I’ve been keen to test the all-new iPod Nano ever since I attend the open here in Mumbai and held one for the first time. Some of you may be conscious that I’m not chiefly fond of the iPod, but amazing about the newer crop, including the Touch, appeal to me. I still hate that most of the time I’m restricted to using iTunes, but yet I got my hands on the Nano. And let me inform you, I had quite a time!
I wholly love the new and improved design. It’s really slim with a great 2-inch, 320 x 240 pixel resolution display. Apple has made sure that it fits the profile of a ideal workout device, with dimensions of 2.75 x 2.06 x 0.26 inches and a weight of just 49.2 grams.
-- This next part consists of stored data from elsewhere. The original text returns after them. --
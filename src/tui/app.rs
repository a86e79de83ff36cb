use std::io;
use std::path::PathBuf;
use std::time::Duration;

use crossterm::event::{self, Event, KeyEventKind};
use crossterm::execute;
use crossterm::terminal::{
    EnterAlternateScreen, LeaveAlternateScreen, disable_raw_mode, enable_raw_mode,
};
use ratatui::Terminal;
use ratatui::backend::CrosstermBackend;

use crate::io::config_io::load_config;
use crate::model::config::Config;
use crate::model::note::NoteId;
use crate::model::store::Store;
use crate::ops::view::visible_notes;

use super::input;
use super::render;
use super::theme::Theme;

/// Current interaction mode
#[derive(Debug, Clone, Copy, PartialEq, Eq)]
pub enum Mode {
    Navigate,
    Search,
}

/// Options collected from the command line
#[derive(Debug, Default)]
pub struct Options {
    /// Notes to pre-populate the session with
    pub seed_notes: Vec<String>,
    /// Force dark mode on, regardless of config
    pub dark: bool,
    /// Explicit config file path
    pub config_path: Option<PathBuf>,
}

/// Main application state
pub struct App {
    pub store: Store,
    pub mode: Mode,
    pub should_quit: bool,
    dark_theme: Theme,
    light_theme: Theme,
    /// Cursor index into the visible list
    pub cursor: usize,
    /// Scroll offset (first visible row)
    pub scroll_offset: usize,
    /// Byte offset of the edit cursor within the draft
    pub draft_cursor: usize,
    /// Search term to restore when Esc cancels the search
    pub search_restore: String,
    /// Help overlay visible
    pub show_help: bool,
}

impl App {
    pub fn new(config: &Config) -> Self {
        let (dark_theme, light_theme) = Theme::from_config(&config.ui);
        let mut store = Store::new();
        store.set_dark_mode(config.ui.dark);

        App {
            store,
            mode: Mode::Navigate,
            should_quit: false,
            dark_theme,
            light_theme,
            cursor: 0,
            scroll_offset: 0,
            draft_cursor: 0,
            search_restore: String::new(),
            show_help: false,
        }
    }

    /// The palette selected by the store's dark-mode flag.
    pub fn theme(&self) -> &Theme {
        if self.store.dark_mode() {
            &self.dark_theme
        } else {
            &self.light_theme
        }
    }

    /// Ids of the visible notes, in display order.
    pub fn visible_ids(&self) -> Vec<NoteId> {
        visible_notes(&self.store).iter().map(|n| n.id).collect()
    }

    /// Id of the note under the cursor, if any.
    pub fn cursor_note_id(&self) -> Option<NoteId> {
        self.visible_ids().get(self.cursor).copied()
    }

    /// Pull the cursor back into range after the visible list shrinks.
    pub fn clamp_cursor(&mut self) {
        let len = visible_notes(&self.store).len();
        if len == 0 {
            self.cursor = 0;
        } else if self.cursor >= len {
            self.cursor = len - 1;
        }
    }
}

/// Run the TUI application
pub fn run(options: Options) -> Result<(), Box<dyn std::error::Error>> {
    // Config errors surface before the terminal is touched
    let config = load_config(options.config_path.as_deref())?;

    let mut app = App::new(&config);
    if options.dark {
        app.store.set_dark_mode(true);
    }
    for text in &options.seed_notes {
        app.store.add_note(text);
    }

    // Setup terminal
    enable_raw_mode()?;
    let mut stdout = io::stdout();
    execute!(stdout, EnterAlternateScreen)?;
    let backend = CrosstermBackend::new(stdout);
    let mut terminal = Terminal::new(backend)?;
    terminal.clear()?;

    // Install panic hook to restore terminal on panic
    let original_hook = std::panic::take_hook();
    std::panic::set_hook(Box::new(move |panic_info| {
        let _ = disable_raw_mode();
        let _ = execute!(io::stdout(), LeaveAlternateScreen);
        original_hook(panic_info);
    }));

    // Run event loop
    let result = run_event_loop(&mut terminal, &mut app);

    // Restore terminal
    disable_raw_mode()?;
    execute!(terminal.backend_mut(), LeaveAlternateScreen)?;
    terminal.show_cursor()?;

    result
}

fn run_event_loop(
    terminal: &mut Terminal<CrosstermBackend<io::Stdout>>,
    app: &mut App,
) -> Result<(), Box<dyn std::error::Error>> {
    loop {
        terminal.draw(|frame| render::render(frame, app))?;

        if event::poll(Duration::from_millis(250))?
            && let Event::Key(key) = event::read()?
            && key.kind == KeyEventKind::Press
        {
            input::handle_key(app, key);
        }

        if app.should_quit {
            break;
        }
    }
    Ok(())
}
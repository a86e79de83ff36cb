use crossterm::event::{KeyCode, KeyEvent, KeyModifiers};

use crate::tui::app::{App, Mode};

/// Search edits the store's term in place, so the list re-filters on every
/// keystroke. Enter keeps the term; Esc restores the one that was active
/// when the search began.
pub(super) fn handle_search(app: &mut App, key: KeyEvent) {
    match (key.modifiers, key.code) {
        (_, KeyCode::Enter) => {
            app.mode = Mode::Navigate;
        }

        (_, KeyCode::Esc) => {
            app.store.set_search_term(app.search_restore.clone());
            app.mode = Mode::Navigate;
            app.clamp_cursor();
        }

        (_, KeyCode::Backspace) => {
            let mut term = app.store.search_term().to_string();
            term.pop();
            app.store.set_search_term(term);
            app.clamp_cursor();
        }

        (KeyModifiers::NONE | KeyModifiers::SHIFT, KeyCode::Char(c)) => {
            let mut term = app.store.search_term().to_string();
            term.push(c);
            app.store.set_search_term(term);
            app.clamp_cursor();
        }

        _ => {}
    }
}

#[cfg(test)]
mod tests {
    use crate::model::config::Config;
    use crate::ops::view::visible_notes;
    use crate::tui::app::{App, Mode};
    use crate::tui::input::{handle_key, press, type_str};
    use crossterm::event::KeyCode;

    fn searching_app(texts: &[&str]) -> App {
        let mut app = App::new(&Config::default());
        for text in texts {
            app.store.add_note(text);
        }
        handle_key(&mut app, press(KeyCode::Char('/')));
        app
    }

    #[test]
    fn typing_filters_live() {
        let mut app = searching_app(&["Shop", "eat"]);
        type_str(&mut app, "s");

        assert_eq!(app.store.search_term(), "s");
        let visible: Vec<&str> = visible_notes(&app.store)
            .iter()
            .map(|n| n.text.as_str())
            .collect();
        assert_eq!(visible, vec!["Shop"]);
    }

    #[test]
    fn backspace_widens_the_view_again() {
        let mut app = searching_app(&["Shop", "eat"]);
        type_str(&mut app, "sh");
        handle_key(&mut app, press(KeyCode::Backspace));
        handle_key(&mut app, press(KeyCode::Backspace));

        assert_eq!(app.store.search_term(), "");
        assert_eq!(visible_notes(&app.store).len(), 2);
    }

    #[test]
    fn enter_keeps_the_term() {
        let mut app = searching_app(&["Shop", "eat"]);
        type_str(&mut app, "sh");
        handle_key(&mut app, press(KeyCode::Enter));

        assert_eq!(app.mode, Mode::Navigate);
        assert_eq!(app.store.search_term(), "sh");
    }

    #[test]
    fn esc_restores_the_previous_term() {
        let mut app = searching_app(&["Shop", "eat"]);
        type_str(&mut app, "sh");
        handle_key(&mut app, press(KeyCode::Enter));

        // Second search session, then cancel
        handle_key(&mut app, press(KeyCode::Char('/')));
        type_str(&mut app, "xyz");
        assert_eq!(app.store.search_term(), "shxyz");
        handle_key(&mut app, press(KeyCode::Esc));

        assert_eq!(app.mode, Mode::Navigate);
        assert_eq!(app.store.search_term(), "sh");
    }

    #[test]
    fn cursor_clamps_while_the_view_shrinks() {
        let mut app = searching_app(&["alpha", "beta", "gamma"]);
        app.cursor = 2;
        type_str(&mut app, "alp");
        assert_eq!(app.cursor, 0);
    }
}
Even with Cover flow technology and new features and games, the product looks familiar. If you’ve seen one iPod before you’ve pretty much seen them all, eh? And so, the essential iPodness has been keep with the helm and the product comes to an end. The Hold switch is located at the bottom.
Features and Performance
Sometimes I wonder why manufacturers make audio devices with EQ presets that make negligible dissimilarity to the sound. Apple’s iPod doesn’t really need EQ presets. What I would have liked is a customizable option. Nevertheless the sound quality is enhanced than plain old ‘good’. It’s an iPod after all.